Profits Tax - Exchange losses / gains
The basic
question is whether the losses are deductible? and whether the gain assessable?
The basic answer is: the losses are deductible and gains assessable if they are:
(a) incurred in the production of assessable profits, and (b) of a revenue
nature.
In general,
exchange differences that arise from an investment or from an appreciation or
devaluation of currency outside the scope of trading should not be taken
included in the assessable profits. In other words, only those exchange
differences in connection with the profit earning activities should be brought
into the calculation of assessable profits / losses.
Normally,
exchange differences arising from the settlement of trade debts due to trade
creditors or due from trade debtors are of a revenue nature. Likewise, exchange
differences arising from receipt of revenue and payment of expenses are of a
revenue nature too. In other words, these exchange differences should be
included in the assessable profits.
On the other
hand, the exchange losses or gains on acquisition of fixed assets or long-term
loans should be excluded from the computation of assessable profits. This is
because they have a capital nature.
In the case
Beauchamp v. Woolworth 61 TC 542, it was held that a loan was a revenue
transaction if it was temporary, fluctuating and incurred in defraying the
running costs of the business. In that case, the loan did not form part of the
daily operating activities in earning profits. It was a fixed amount for 5
years. It was used as an additional capital. In the circumstances, the loan was
a capital transaction.
When dealing
with incomes received in foreign currency, the gains or losses resulting from
currency fluctuations between the transaction generating the income and the
settlement of the amounts due from the debtor are revenue in nature.
In the court
case Davis v.
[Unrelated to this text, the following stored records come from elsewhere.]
use axum::{
    extract::{Query, State},
    http::StatusCode,
    Json,
};
use chrono::Local;
use serde::{Deserialize, Serialize};
use std::sync::Arc;

use crate::stats::{compute_stats, Period, QueryError, StatsFilter, StatsResult};
use crate::storage::VisitStore;

pub struct AppState {
    pub store: Arc<dyn VisitStore>,
}

#[derive(Serialize)]
pub struct ErrorResponse {
    pub error: String,
}

#[derive(Serialize)]
pub struct SuccessResponse {
    pub message: String,
}

#[derive(Debug, Deserialize)]
pub struct StatsQuery {
    /// Period selector; unknown values fall back to "overall"
    pub period: Option<String>,

    /// Drill-down dimension (language, url, browser)
    pub dimension: Option<String>,

    /// Value the dimension must equal exactly
    pub value: Option<String>,
}

/// Compute statistics over the stored record set
pub async fn get_stats(
    State(state): State<Arc<AppState>>,
    Query(query): Query<StatsQuery>,
) -> Result<Json<StatsResult>, (StatusCode, Json<ErrorResponse>)> {
    let period = Period::parse(query.period.as_deref().unwrap_or(""));

    let filter = parse_filter(&query).map_err(|e| {
        (
            StatusCode::BAD_REQUEST,
            Json(ErrorResponse {
                error: e.to_string(),
            }),
        )
    })?;

    let records = match state.store.load_all().await {
        Ok(records) => records,
        Err(e) => {
            tracing::error!("Failed to load visit records: {}", e);
            return Err((
                StatusCode::INTERNAL_SERVER_ERROR,
                Json(ErrorResponse {
                    error: "Failed to load visit records".to_string(),
                }),
            ));
        }
    };

    let now = Local::now();
    Ok(Json(compute_stats(&records, period, filter.as_ref(), &now)))
}

fn parse_filter(query: &StatsQuery) -> Result<Option<StatsFilter>, QueryError> {
    match (query.dimension.as_deref(), query.value.as_deref()) {
        (Some(dimension), Some(value)) => StatsFilter::parse(dimension, value).map(Some),
        (None, None) => Ok(None),
        _ => Err(QueryError::IncompleteFilter),
    }
}

/// Health check endpoint
pub async fn health_check() -> Json<SuccessResponse> {
    Json(SuccessResponse {
        message: "OK".to_string(),
    })
}
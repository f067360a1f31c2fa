use axum::{routing::get, Router};
use std::sync::Arc;

use super::handlers::{health_check, track_visit, TrackState};

pub fn create_track_router(state: Arc<TrackState>) -> Router {
    Router::new()
        .route("/health", get(health_check))
        .route("/track", get(track_visit))
        .with_state(state)
}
Shell Co. of China Ltd., 32 TC 133, exchange gains from bank
deposits were held as having a capital nature. That was because the deposits
were not arising from the trading activities --- the sale of goods and
services.
In practice,
the IRD regards those foreign currency funds placed on current accounts with
banks held for trading purposes (that is for purchase of trading stock or
payment of operating expenses). Hence, any losses are deductible or gains
assessable. As regards fixed deposits, the IRD regards them having a capital
nature.
The Hong Kong
court case CIR v. Li & Fung Ltd. 1 HKTC 1193 concerned exchange gains from bank
deposits --- some 7 days call deposits in US banks. In fact, the fund was
generated from sales proceeds of exported goods. Unquestionably, it was
originated from trading activities. But it was held that its nature was changed
to capital investment when it was placed on the bank deposits. The exchange
difference after the change was of a capital nature.
In the Hong
Kong case CIR v. Chinachem Finance Co. Ltd. 3 HKTC 529, it was held that when
deciding whether a loss arising from borrowing was capital or not, regard should
be paid to the length and the terms of borrowing, as well as to the nature of
the trade. In that case, because of the short-term nature of the loan, the
exchange losses were held as having a revenue nature.
Gains or
losses from speculations in foreign currencies are generally excluded from
computation of assessable profits unless such activities have constituted a
trade.
When
preparing final accounts, some trade debtors or creditors accounts denominated
in foreign currency are translated into Hong Kong dollars. The generally
accepted accounting practice is that the exchange gains or losses from such
conversions are to be recognized in the Profit and Loss Account. This accounting
practice is acceptable to IRD, although strictly speaking, such gains or losses
are unrealized at the balance sheet date. Of course, the IRD should not reject
the exclusion of the unrealized gains / losses from the assessable profits
because it is well established law principle that profit shall not be taxed
until realized. See the case Willingale v. International Commercial Bank Ltd.
If a taxpayer
keeps his books and accounts in a foreign currency, his accounting profit will
be, of course, computed in that foreign currency. In that case, the taxpayer has
to convert the accounting profit into Hong Kong dollars when computing the
assessable profit. In practice, the IRD adopts the "average rate of exchange
during the year" for the conversion. The average rate of various currencies are
published on the IRD's website from time to time.
The IRD has published a
Departmental Interpretation Practice Note No. 42 regarding financial exchange
difference arising from financial instruments for the year of assessment 2005/06
and onward. The definition of “financial instruments” follows the definition of
the same term in the Hong Kong Accounting Standard No. 32, namely “any contract
that gives rise to a financial asset of one entity and a financial liability or
equity instrument of another entity”. In brief, financial instruments include
debts such as debtors’ and creditors’ balances. In the DIPN, the IRD says: “On
the whole, the Department will follow the accounting treatment stipulated in
HKAS 39 in the recognition of profits or losses in respect of financial assets
of revenue nature. Accordingly, for financial assets or financial liabilities at
fair value through profit or loss, the change in fair value is assessed or
allowed when the change is taken to the profit and loss account... For loans and
receivables.., the gain or loss is taxable or deductible when the financial
asset is derecognized or impaired and through the amortization process.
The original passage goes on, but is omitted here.